[lnkForumImage]
TotalShareware - Download Free Software

Confronta i prezzi di migliaia di prodotti.
Asp Forum
 Home | Login | Register | Search 


 

Forums >

comp.lang.ruby

open-uri fetches outdated content vs. curl

Daniel Choi

9/18/2008 12:05:00 AM

Try running the following program:

================
require 'open-uri'

feed_url = "http://www.slate.com...

result1 = open(feed_url).read
puts "Saving result1.xml:"
File.open("result1.xml", "w") {|f| f.write(result1)}

result2 = `curl -L #{feed_url}`
puts "Saving result2.xml:"
File.open("result2.xml", "w") {|f| f.write(result2)}

command = "diff result1.xml result2.xml"
puts system(command)
================

result1 should be identical to result2, but it turns out that the feed
that open-uri fetches is outdated content (by over a month), while the
feed that curl fetches is up-to-date. Can anyone please explain what
is going on?

Thanks!
4 Answers

Robert Klemme

9/18/2008 6:27:00 AM

0

On 18.09.2008 02:05, Daniel Choi wrote:
> Try running the following program:
>
> ================
> require 'open-uri'
>
> feed_url = "http://www.slate.com...
>
> result1 = open(feed_url).read
> puts "Saving result1.xml:"
> File.open("result1.xml", "w") {|f| f.write(result1)}
>
> result2 = `curl -L #{feed_url}`
> puts "Saving result2.xml:"
> File.open("result2.xml", "w") {|f| f.write(result2)}
>
> command = "diff result1.xml result2.xml"
> puts system(command)
> ================
>
> result1 should be identical to result2, but it turns out that the feed
> that open-uri fetches is outdated content (by over a month), while the
> feed that curl fetches is up-to-date. Can anyone please explain what
> is going on?

Reasons I can think of:

i) Both approaches use different paths to the server, namely a different
(or no) proxy.

ii) There is something in the request that makes the server send
different data.

Can you try to obtain HTTP headers from both approaches? That might
clear up a few things. Also, on Unix type systems check for environment
variables and ~/.xyzrc files which might affect proxy settings.
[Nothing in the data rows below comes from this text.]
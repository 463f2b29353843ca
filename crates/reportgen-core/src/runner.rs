//! Pipeline Runner: chains stages in order and records per-stage lineage
use crate::context::ExecutionContext;
use crate::data_model::{hash_bytes, StageRecord};
use crate::error::ReportError;
use crate::stage::Stage;
use crate::table::TableSet;
use std::collections::BTreeSet;
use std::time::Instant;
use tracing::{debug, info};

pub struct PipelineRunner {
    stages: Vec<Box<dyn Stage>>,
    pipeline_id: String,
}

/// Result of a pipeline run.
#[derive(Debug, Clone)]
pub struct PipelineOutput {
    pub tables: TableSet,
    pub records: Vec<StageRecord>,
    /// Stages skipped because an input came from a failed optional source.
    pub skipped: Vec<String>,
}

impl PipelineRunner {
    pub fn new(stages: Vec<Box<dyn Stage>>) -> Self {
        let pipeline_id = stages
            .iter()
            .map(|s| s.id().split('.').next().unwrap_or("?").to_string())
            .collect::<Vec<_>>()
            .join("→");

        Self { stages, pipeline_id }
    }

    pub fn run(
        &self,
        mut tables: TableSet,
        ctx: &ExecutionContext,
    ) -> Result<PipelineOutput, ReportError> {
        let mut records = Vec::with_capacity(self.stages.len());
        let mut skipped = Vec::new();
        let mut missing: BTreeSet<String> = ctx.missing_tables.iter().cloned().collect();

        for stage in &self.stages {
            let inputs = stage.inputs();
            if let Some(absent) = inputs.iter().find(|t| missing.contains(*t)) {
                info!(
                    report_id = %ctx.report_id,
                    stage = %stage.id(),
                    table = %absent,
                    "skipping stage, input table unavailable"
                );
                missing.insert(stage.output());
                skipped.push(stage.id());
                records.push(StageRecord {
                    id: stage.id(),
                    in_hash: String::new(),
                    out_hash: String::new(),
                    latency_ms: 0,
                    skipped: true,
                });
                continue;
            }

            let start = Instant::now();
            let in_hash = self.hash_tables(&tables, &inputs);

            stage
                .run(&mut tables, ctx)
                .map_err(|e| ReportError::processing(stage.id(), e.to_string()))?;

            let out_hash = self.hash_tables(&tables, &[stage.output()]);
            let latency_ms = start.elapsed().as_millis() as u64;
            debug!(
                report_id = %ctx.report_id,
                stage = %stage.id(),
                latency_ms = latency_ms,
                "stage complete"
            );

            records.push(StageRecord {
                id: stage.id(),
                in_hash,
                out_hash,
                latency_ms,
                skipped: false,
            });
        }

        Ok(PipelineOutput {
            tables,
            records,
            skipped,
        })
    }

    fn hash_tables(&self, tables: &TableSet, names: &[String]) -> String {
        let selected: Vec<_> = names.iter().map(|n| (n, tables.get(n))).collect();
        hash_bytes(&serde_json::to_vec(&selected).unwrap_or_default())
    }

    pub fn pipeline_id(&self) -> &str {
        &self.pipeline_id
    }

    pub fn len(&self) -> usize {
        self.stages.len()
    }

    pub fn is_empty(&self) -> bool {
        self.stages.is_empty()
    }
}
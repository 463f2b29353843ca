//! Engine configuration.
//!
//! Built once and passed into the engine at construction; collaborators
//! receive the pieces they need. Values come from defaults, an optional
//! YAML file, then `REPORTGEN_*` environment overrides.
use serde::{Deserialize, Serialize};
use std::path::{Path, PathBuf};
use std::time::Duration;

use crate::error::{ReportError, Result};
use crate::retry::RetryPolicy;

#[derive(Debug, Clone, PartialEq, Serialize, Deserialize)]
#[serde(default)]
pub struct EngineConfig {
    /// Timeout for a single fetch attempt.
    pub fetch_timeout_ms: u64,
    /// Overall budget for one report up to the stored artifact. Delivery
    /// runs after it and is bounded by `delivery_retry` instead.
    pub request_timeout_ms: u64,
    pub retry: RetryPolicy,
    pub delivery_retry: RetryPolicy,
    /// Total render attempts for backend failures (2 = one retry).
    pub render_attempts: u32,
    pub cache_ttl_secs: u64,
    pub templates_file: Option<PathBuf>,
    pub template_dir: Option<PathBuf>,
    pub database_max_connections: u32,
    /// Root for the filesystem object store and mail pickup directory.
    pub output_dir: Option<PathBuf>,
    /// Finished runs older than this are evicted together with their
    /// artifacts. `None` keeps them until forgotten explicitly.
    pub retention_secs: Option<u64>,
}

impl Default for EngineConfig {
    fn default() -> Self {
        Self {
            fetch_timeout_ms: 30_000,
            request_timeout_ms: 300_000,
            retry: RetryPolicy::default(),
            delivery_retry: RetryPolicy {
                base_delay_ms: 500,
                ..RetryPolicy::default()
            },
            render_attempts: 2,
            cache_ttl_secs: 300,
            templates_file: None,
            template_dir: None,
            database_max_connections: 5,
            output_dir: None,
            retention_secs: Some(3_600),
        }
    }
}

impl EngineConfig {
    pub fn fetch_timeout(&self) -> Duration {
        Duration::from_millis(self.fetch_timeout_ms)
    }

    pub fn request_timeout(&self) -> Duration {
        Duration::from_millis(self.request_timeout_ms)
    }

    pub fn cache_ttl(&self) -> Duration {
        Duration::from_secs(self.cache_ttl_secs)
    }

    pub fn retention(&self) -> Option<Duration> {
        self.retention_secs.map(Duration::from_secs)
    }

    pub fn from_yaml_str(yaml: &str) -> Result<Self> {
        let config: Self = serde_yaml::from_str(yaml)
            .map_err(|e| ReportError::config(format!("invalid engine config: {}", e)))?;
        config.validate()?;
        Ok(config)
    }

    pub fn from_yaml_file(path: impl AsRef<Path>) -> Result<Self> {
        let path = path.as_ref();
        let content = std::fs::read_to_string(path).map_err(|e| {
            ReportError::config(format!("failed to read config {}: {}", path.display(), e))
        })?;
        Self::from_yaml_str(&content)
    }

    /// Defaults overridden by `REPORTGEN_*` variables.
    pub fn from_env() -> Result<Self> {
        let mut config = Self::default();
        config.apply_env(|key| std::env::var(key).ok())?;
        Ok(config)
    }

    /// Apply overrides from a variable lookup. Separated from `from_env` so
    /// tests do not have to mutate the process environment.
    pub fn apply_env(&mut self, lookup: impl Fn(&str) -> Option<String>) -> Result<()> {
        fn parse<T: std::str::FromStr>(key: &str, raw: String) -> Result<T>
        where
            T::Err: std::fmt::Display,
        {
            raw.trim()
                .parse()
                .map_err(|e| ReportError::config(format!("invalid {}: {}", key, e)))
        }

        if let Some(v) = lookup("REPORTGEN_FETCH_TIMEOUT_MS") {
            self.fetch_timeout_ms = parse("REPORTGEN_FETCH_TIMEOUT_MS", v)?;
        }
        if let Some(v) = lookup("REPORTGEN_REQUEST_TIMEOUT_MS") {
            self.request_timeout_ms = parse("REPORTGEN_REQUEST_TIMEOUT_MS", v)?;
        }
        if let Some(v) = lookup("REPORTGEN_RETRY_ATTEMPTS") {
            self.retry.max_attempts = parse("REPORTGEN_RETRY_ATTEMPTS", v)?;
        }
        if let Some(v) = lookup("REPORTGEN_RETRY_BASE_MS") {
            self.retry.base_delay_ms = parse("REPORTGEN_RETRY_BASE_MS", v)?;
        }
        if let Some(v) = lookup("REPORTGEN_CACHE_TTL_SECS") {
            self.cache_ttl_secs = parse("REPORTGEN_CACHE_TTL_SECS", v)?;
        }
        if let Some(v) = lookup("REPORTGEN_TEMPLATES_FILE") {
            self.templates_file = Some(PathBuf::from(v));
        }
        if let Some(v) = lookup("REPORTGEN_TEMPLATE_DIR") {
            self.template_dir = Some(PathBuf::from(v));
        }
        if let Some(v) = lookup("REPORTGEN_OUTPUT_DIR") {
            self.output_dir = Some(PathBuf::from(v));
        }
        if let Some(v) = lookup("REPORTGEN_RETENTION_SECS") {
            self.retention_secs = Some(parse("REPORTGEN_RETENTION_SECS", v)?);
        }
        self.validate()
    }

    pub fn validate(&self) -> Result<()> {
        if self.fetch_timeout_ms == 0 || self.request_timeout_ms == 0 {
            return Err(ReportError::config("timeouts must be greater than zero"));
        }
        if self.render_attempts == 0 {
            return Err(ReportError::config("render_attempts must be at least 1"));
        }
        if self.database_max_connections == 0 {
            return Err(ReportError::config("database_max_connections must be at least 1"));
        }
        self.retry.validate()?;
        self.delivery_retry.validate()
    }
}
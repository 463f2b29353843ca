//! Transform rules as pipeline stages.
//!
//! Each rule becomes one `Stage`; the `PipelineRunner` executes them in
//! declared order and records their lineage.

mod aggregate;
mod filter;
mod join;
mod reshape;

pub use aggregate::AggregateStage;
pub use filter::FilterStage;
pub use join::JoinStage;
pub use reshape::{LimitStage, SelectStage, SortStage};

use reportgen_core::{PipelineRunner, Stage, StageError, Table, TableSet, TransformRule};
use serde_json::Value;
use std::cmp::Ordering;

/// Stage for one rule. The match is exhaustive over rule kinds.
pub fn stage_for(rule: &TransformRule) -> Box<dyn Stage> {
    match rule.clone() {
        TransformRule::Filter {
            table,
            column,
            operator,
            value,
        } => Box::new(FilterStage::new(table, column, operator, value)),
        TransformRule::Select { table, columns } => Box::new(SelectStage { table, columns }),
        TransformRule::Sort {
            table,
            by,
            descending,
        } => Box::new(SortStage {
            table,
            by,
            descending,
        }),
        TransformRule::Limit { table, count } => Box::new(LimitStage { table, count }),
        TransformRule::Aggregate {
            table,
            group_by,
            aggregations,
            into,
        } => Box::new(AggregateStage {
            output: into.unwrap_or_else(|| table.clone()),
            table,
            group_by,
            aggregations,
        }),
        TransformRule::Join {
            left,
            right,
            left_on,
            right_on,
            kind,
            into,
        } => Box::new(JoinStage {
            left,
            right,
            left_on,
            right_on,
            kind,
            into,
        }),
    }
}

pub fn build_pipeline(rules: &[TransformRule]) -> PipelineRunner {
    PipelineRunner::new(rules.iter().map(stage_for).collect())
}

pub(crate) fn table<'a>(tables: &'a TableSet, name: &str) -> Result<&'a Table, StageError> {
    tables
        .get(name)
        .ok_or_else(|| StageError::MissingTable(name.to_string()))
}

pub(crate) fn column(table: &Table, table_name: &str, column: &str) -> Result<usize, StageError> {
    table
        .column_index(column)
        .ok_or_else(|| StageError::MissingColumn {
            table: table_name.to_string(),
            column: column.to_string(),
        })
}

/// Equality with `1 == 1.0`.
pub(crate) fn values_equal(a: &Value, b: &Value) -> bool {
    match (a, b) {
        (Value::Number(x), Value::Number(y)) => match (x.as_i64(), y.as_i64()) {
            (Some(i), Some(j)) => i == j,
            _ => x.as_f64() == y.as_f64(),
        },
        _ => a == b,
    }
}

/// Ordering for values of the same kind; `None` when not comparable.
pub(crate) fn compare(a: &Value, b: &Value) -> Option<Ordering> {
    match (a, b) {
        (Value::Number(x), Value::Number(y)) => match (x.as_i64(), y.as_i64()) {
            (Some(i), Some(j)) => Some(i.cmp(&j)),
            _ => x.as_f64()?.partial_cmp(&y.as_f64()?),
        },
        (Value::String(x), Value::String(y)) => Some(x.cmp(y)),
        (Value::Bool(x), Value::Bool(y)) => Some(x.cmp(y)),
        _ => None,
    }
}

/// Total order used for sorting: numbers, then text, then booleans, then
/// anything else; nulls are handled by the caller.
pub(crate) fn total_cmp(a: &Value, b: &Value) -> Ordering {
    fn rank(v: &Value) -> u8 {
        match v {
            Value::Number(_) => 0,
            Value::String(_) => 1,
            Value::Bool(_) => 2,
            Value::Array(_) | Value::Object(_) => 3,
            Value::Null => 4,
        }
    }
    compare(a, b).unwrap_or_else(|| {
        rank(a)
            .cmp(&rank(b))
            .then_with(|| a.to_string().cmp(&b.to_string()))
    })
}

/// Hashable key for grouping and join lookups; `1` and `1.0` collide.
pub(crate) fn key_of(value: &Value) -> String {
    match value {
        Value::Number(n) => match n.as_f64() {
            Some(f) if f.fract() == 0.0 && f.abs() < 9.0e15 => format!("n:{}", f as i64),
            Some(f) => format!("n:{}", f),
            None => format!("n:{}", n),
        },
        other => other.to_string(),
    }
}
//! Schema validation. Every violation is collected, not just the first.
use reportgen_core::{
    ReportError, Result, Table, TableSchema, TableSet, ValidationPolicy, Violation, ViolationKind,
};
use std::collections::BTreeMap;

/// Check `table` against `schema`. Returns all violations found.
pub fn validate(name: &str, table: &Table, schema: &TableSchema) -> std::result::Result<(), Vec<Violation>> {
    let mut violations = Vec::new();

    for declared in &schema.columns {
        let Some(idx) = table.column_index(&declared.name) else {
            violations.push(Violation {
                table: name.to_string(),
                column: declared.name.clone(),
                row: None,
                kind: ViolationKind::MissingColumn,
                message: format!("column '{}' is missing", declared.name),
            });
            continue;
        };

        for (row_no, row) in table.rows.iter().enumerate() {
            let cell = &row[idx];
            if cell.is_null() {
                if !declared.nullable {
                    violations.push(Violation {
                        table: name.to_string(),
                        column: declared.name.clone(),
                        row: Some(row_no),
                        kind: ViolationKind::NullValue,
                        message: format!("row {}: '{}' must not be null", row_no, declared.name),
                    });
                }
            } else if !declared.dtype.accepts(cell) {
                violations.push(Violation {
                    table: name.to_string(),
                    column: declared.name.clone(),
                    row: Some(row_no),
                    kind: ViolationKind::TypeMismatch,
                    message: format!(
                        "row {}: '{}' expected {}, found {}",
                        row_no, declared.name, declared.dtype, cell
                    ),
                });
            }
        }
    }

    if !schema.allow_extra_columns {
        for col in &table.columns {
            if !schema.columns.iter().any(|c| c.name == col.name) {
                violations.push(Violation {
                    table: name.to_string(),
                    column: col.name.clone(),
                    row: None,
                    kind: ViolationKind::UnexpectedColumn,
                    message: format!("column '{}' is not declared", col.name),
                });
            }
        }
    }

    if violations.is_empty() {
        Ok(())
    } else {
        Err(violations)
    }
}

/// Validate every table that has a schema. Tables absent from `tables`
/// (failed optional sources) are skipped.
///
/// Under `Fatal` any violation fails with a processing error carrying all of
/// them; under `Warn` they are returned for the artifact metadata.
pub fn check_schemas(
    tables: &TableSet,
    schemas: &BTreeMap<String, TableSchema>,
    policy: ValidationPolicy,
) -> Result<Vec<Violation>> {
    let mut all = Vec::new();
    for (name, schema) in schemas {
        if let Some(table) = tables.get(name) {
            if let Err(found) = validate(name, table, schema) {
                all.extend(found);
            }
        }
    }

    match policy {
        ValidationPolicy::Fatal if !all.is_empty() => Err(ReportError::Processing {
            stage: "validate".to_string(),
            message: format!("{} schema violation(s)", all.len()),
            violations: all,
        }),
        _ => Ok(all),
    }
}
#[derive(Debug, Clone, Copy, PartialEq, Eq, Hash, Serialize, Deserialize)]
pub struct ArtifactId(Uuid);

impl ArtifactId {
    pub fn new() -> Self {
        Self(Uuid::new_v4())
    }
}

impl Default for ArtifactId {
    fn default() -> Self {
        Self::new()
    }
}

impl fmt::Display for ArtifactId {
    fn fmt(&self, f: &mut fmt::Formatter<'_>) -> fmt::Result {
        write!(f, "art_{}", self.0.simple())
    }
}

/// Template by library name or inline content.
#[derive(Debug, Clone, PartialEq, Serialize, Deserialize)]
#[serde(rename_all = "snake_case")]
pub enum TemplateRef {
    Name(String),
    Inline(String),
}

impl TemplateRef {
    /// Short description for logs and metadata. Inline bodies are not echoed.
    pub fn describe(&self) -> String {
        match self {
            Self::Name(name) => name.clone(),
            Self::Inline(body) => format!("inline:{}", &blake3::hash(body.as_bytes()).to_hex()[..12]),
        }
    }
}

#[derive(Debug, Clone, Copy, PartialEq, Eq, Hash, Serialize, Deserialize)]
#[serde(rename_all = "lowercase")]
pub enum OutputFormat {
    Pdf,
    Excel,
    Html,
    Json,
}

impl OutputFormat {
    pub fn mime(&self) -> &'static str {
        match self {
            Self::Pdf => "application/pdf",
            Self::Excel => "application/vnd.openxmlformats-officedocument.spreadsheetml.sheet",
            Self::Html => "text/html; charset=utf-8",
            Self::Json => "application/json",
        }
    }

    pub fn extension(&self) -> &'static str {
        match self {
            Self::Pdf => "pdf",
            Self::Excel => "xlsx",
            Self::Html => "html",
            Self::Json => "json",
        }
    }
}

impl fmt::Display for OutputFormat {
    fn fmt(&self, f: &mut fmt::Formatter<'_>) -> fmt::Result {
        let s = match self {
            Self::Pdf => "pdf",
            Self::Excel => "excel",
            Self::Html => "html",
            Self::Json => "json",
        };
        f.write_str(s)
    }
}

impl FromStr for OutputFormat {
    type Err = ReportError;

    fn from_str(s: &str) -> Result<Self, Self::Err> {
        match s.trim().to_ascii_lowercase().as_str() {
            "pdf" => Ok(Self::Pdf),
            "excel" | "xlsx" => Ok(Self::Excel),
            "html" => Ok(Self::Html),
            "json" => Ok(Self::Json),
            other => Err(ReportError::config(format!(
                "invalid output format '{}', must be one of pdf, excel, html, json",
                other
            ))),
        }
    }
}
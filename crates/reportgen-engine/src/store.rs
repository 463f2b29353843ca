//! Artifact storage. The engine keeps references; bytes live here.
use async_trait::async_trait;
use dashmap::DashMap;
use reportgen_core::{Artifact, ArtifactId, Result};

#[async_trait]
pub trait ArtifactStore: Send + Sync {
    async fn put(&self, artifact: Artifact) -> Result<()>;
    async fn get(&self, id: &ArtifactId) -> Result<Option<Artifact>>;
    /// Returns whether an artifact was stored under `id`.
    async fn remove(&self, id: &ArtifactId) -> Result<bool>;
}

/// Process-local store, the default.
#[derive(Default)]
pub struct InMemoryArtifactStore {
    artifacts: DashMap<ArtifactId, Artifact>,
}

impl InMemoryArtifactStore {
    pub fn new() -> Self {
        Self::default()
    }

    pub fn len(&self) -> usize {
        self.artifacts.len()
    }

    pub fn is_empty(&self) -> bool {
        self.artifacts.is_empty()
    }
}

#[async_trait]
impl ArtifactStore for InMemoryArtifactStore {
    async fn put(&self, artifact: Artifact) -> Result<()> {
        self.artifacts.insert(artifact.id, artifact);
        Ok(())
    }

    async fn get(&self, id: &ArtifactId) -> Result<Option<Artifact>> {
        Ok(self.artifacts.get(id).map(|a| a.value().clone()))
    }

    async fn remove(&self, id: &ArtifactId) -> Result<bool> {
        Ok(self.artifacts.remove(id).is_some())
    }
}
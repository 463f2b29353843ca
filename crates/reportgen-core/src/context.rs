//! Execution Context: per-report state shared by the processing stages
use chrono::{DateTime, Utc};
use serde_json::{Map, Value};

use crate::data_model::ReportId;

#[derive(Debug, Clone)]
pub struct ExecutionContext {
    pub report_id: ReportId,
    pub trace_id: String,
    pub started_at: DateTime<Utc>,
    pub parameters: Map<String, Value>,
    /// Tables of optional sources that failed to fetch.
    pub missing_tables: Vec<String>,
}

impl ExecutionContext {
    pub fn new(report_id: ReportId, parameters: Map<String, Value>) -> Self {
        Self {
            report_id,
            trace_id: uuid::Uuid::new_v4().to_string(),
            started_at: Utc::now(),
            parameters,
            missing_tables: Vec::new(),
        }
    }

    pub fn is_missing(&self, table: &str) -> bool {
        self.missing_tables.iter().any(|t| t == table)
    }
}
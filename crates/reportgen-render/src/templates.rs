//! Template library loading.
//!
//! Two sources, both trusted configuration read at startup:
//! - a YAML file with named templates (or the legacy single `template:` form)
//! - a directory of `*.hbs` / `*.html` files, named by file stem
use serde::Deserialize;
use std::collections::BTreeMap;
use std::path::Path;

use reportgen_core::{ReportError, Result};

/// Top-level templates file structure
#[derive(Debug, Clone, Deserialize)]
pub struct TemplatesFile {
    #[serde(default = "default_version")]
    pub version: String,
    pub templates: BTreeMap<String, TemplateDef>,
}

#[derive(Debug, Clone, Deserialize)]
pub struct TemplateDef {
    #[serde(default)]
    pub description: String,
    pub template: String,
}

/// Legacy single-template file format
#[derive(Debug, Deserialize)]
struct LegacyTemplatesFile {
    template: String,
}

fn default_version() -> String {
    "1.0".to_string()
}

impl TemplatesFile {
    pub fn from_yaml(yaml: &str) -> Result<Self> {
        if let Ok(file) = serde_yaml::from_str::<TemplatesFile>(yaml) {
            return Ok(file);
        }
        match serde_yaml::from_str::<LegacyTemplatesFile>(yaml) {
            Ok(legacy) => {
                let mut templates = BTreeMap::new();
                templates.insert(
                    "default".to_string(),
                    TemplateDef {
                        description: "Default template".to_string(),
                        template: legacy.template,
                    },
                );
                Ok(TemplatesFile {
                    version: default_version(),
                    templates,
                })
            }
            Err(e) => Err(ReportError::template(format!(
                "failed to parse templates YAML: {}",
                e
            ))),
        }
    }

    pub fn load(path: impl AsRef<Path>) -> Result<Self> {
        let path = path.as_ref();
        let content = std::fs::read_to_string(path).map_err(|e| {
            ReportError::config(format!(
                "failed to read templates file {}: {}",
                path.display(),
                e
            ))
        })?;
        Self::from_yaml(&content)
    }
}

/// Template sources by name.
#[derive(Debug, Clone, Default)]
pub struct TemplateLibrary {
    templates: BTreeMap<String, String>,
}

impl TemplateLibrary {
    pub fn new() -> Self {
        Self::default()
    }

    pub fn from_file(file: TemplatesFile) -> Self {
        Self {
            templates: file
                .templates
                .into_iter()
                .map(|(name, def)| (name, def.template))
                .collect(),
        }
    }

    pub fn from_yaml(yaml: &str) -> Result<Self> {
        TemplatesFile::from_yaml(yaml).map(Self::from_file)
    }

    /// Read every `*.hbs` and `*.html` file directly under `dir`.
    pub fn load_dir(dir: impl AsRef<Path>) -> Result<Self> {
        let dir = dir.as_ref();
        let entries = std::fs::read_dir(dir).map_err(|e| {
            ReportError::config(format!(
                "failed to read template directory {}: {}",
                dir.display(),
                e
            ))
        })?;

        let mut library = Self::new();
        for entry in entries {
            let path = entry
                .map_err(|e| ReportError::config(format!("template directory entry: {}", e)))?
                .path();
            let is_template = matches!(
                path.extension().and_then(|e| e.to_str()),
                Some("hbs") | Some("html")
            );
            let stem = path.file_stem().and_then(|s| s.to_str());
            if let (true, Some(name)) = (is_template && path.is_file(), stem) {
                let body = std::fs::read_to_string(&path).map_err(|e| {
                    ReportError::config(format!("failed to read {}: {}", path.display(), e))
                })?;
                library.insert(name, body);
            }
        }
        Ok(library)
    }

    pub fn insert(&mut self, name: impl Into<String>, body: impl Into<String>) {
        self.templates.insert(name.into(), body.into());
    }

    /// Add `other`'s templates; names in `other` win.
    pub fn merge(&mut self, other: TemplateLibrary) {
        self.templates.extend(other.templates);
    }

    pub fn get(&self, name: &str) -> Option<&str> {
        self.templates.get(name).map(String::as_str)
    }

    pub fn names(&self) -> Vec<&str> {
        self.templates.keys().map(String::as_str).collect()
    }

    pub fn iter(&self) -> impl Iterator<Item = (&str, &str)> {
        self.templates.iter().map(|(k, v)| (k.as_str(), v.as_str()))
    }

    pub fn len(&self) -> usize {
        self.templates.len()
    }

    pub fn is_empty(&self) -> bool {
        self.templates.is_empty()
    }
}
Another good idea might be to try a different tool, e.g. a web browser,
to see what that turns up.

Kind regards

robert


Daniel Choi

9/18/2008 1:19:00 PM

0

On Sep 18, 2:26 am, Robert Klemme <shortcut...@googlemail.com> wrote:
> On 18.09.2008 02:05, Daniel Choi wrote:
>
>
>
> > Try running the following program:
>
> > ================
> > require 'open-uri'
>
> > feed_url = "http://www.slate.com...
>
> > result1 = open(feed_url).read
> > puts "Saving result1.xml:"
> > File.open("result1.xml", "w") {|f| f.write(result1)}
>
> > result2 = `curl -L #{feed_url}`
> > puts "Saving result2.xml:"
> > File.open("result2.xml", "w") {|f| f.write(result2)}
>
> > command = "diff result1.xml result2.xml"
> > puts system(command)
> > ================
>
> > result1 should be identical to result2, but it turns out that the feed
> > thatopen-urifetches is outdated content (by over a month), while the
> > feed that curl fetches is up-to-date. Can anyone please explain what
> > is going on?
>
> Reasons I can think of:
>
> i) Both approaches use different paths to the server, namely a different
> (or no) proxy.
>
> ii) There is something in the request that makes the server send
> different data.
>
> Can you try to obtain HTTP headers from both approaches? That might
> clear up a few things. Also, on Unix type systems check for environment
> variables and ~/.xyzrc files which might affect proxy settings.
>
> Another good idea might be to try a different tool, e.g. a web browser,
> to see what that turns up.
>
> Kind regards
>
> robert


Thanks for these suggestions. The problem actually just cleared itself
up, after several days where the open-uri fetch was getting outdated
content. I think it was a problem is upstream proxies. I'll try to
look at the headers out of curiosity.

Daniel Choi

9/24/2008 12:12:00 AM

0


I used net/http to do the same thing, but this time I printed out the
redirect locations. The result is very interesting. If it don't set
the "User-Agent" header, it get redirected to one proxy -- the one
with outdated content. If I set the "User-Agent" header to "Mozilla/
5.0 (Macintosh; U; PPC Mac OS X; en) AppleWebKit/XX (KHTML, like
Gecko) Safari/YY" (faking Apple Safari), I get redirected to another
proxy, with the up to date content.

I didn't know that servers redirected requests to bad or good proxies
depending on what the User Agent header is. But this seems to be the
case here.

Robert Klemme

9/24/2008 6:21:00 AM

0

On 24.09.2008 02:11, Daniel Choi wrote:
> I used net/http to do the same thing, but this time I printed out the
> redirect locations. The result is very interesting. If it don't set
> the "User-Agent" header, it get redirected to one proxy -- the one
> with outdated content. If I set the "User-Agent" header to "Mozilla/
> 5.0 (Macintosh; U; PPC Mac OS X; en) AppleWebKit/XX (KHTML, like
> Gecko) Safari/YY" (faking Apple Safari), I get redirected to another
> proxy, with the up to date content.
>
> I didn't know that servers redirected requests to bad or good proxies
> depending on what the User Agent header is. But this seems to be the
> case here.

Daniel, thanks for the update! This is interesting stuff. The
distinction is probably not so much between "bad" or "good" proxies but
between proxies tailored for a particular browser version. Maybe it's a
bug and you should show this to your IT department. Could be that they
changed firewall rules in the past and the "bad" proxy never gets
updated because of lacking connectivity. :-)

Cheers

robert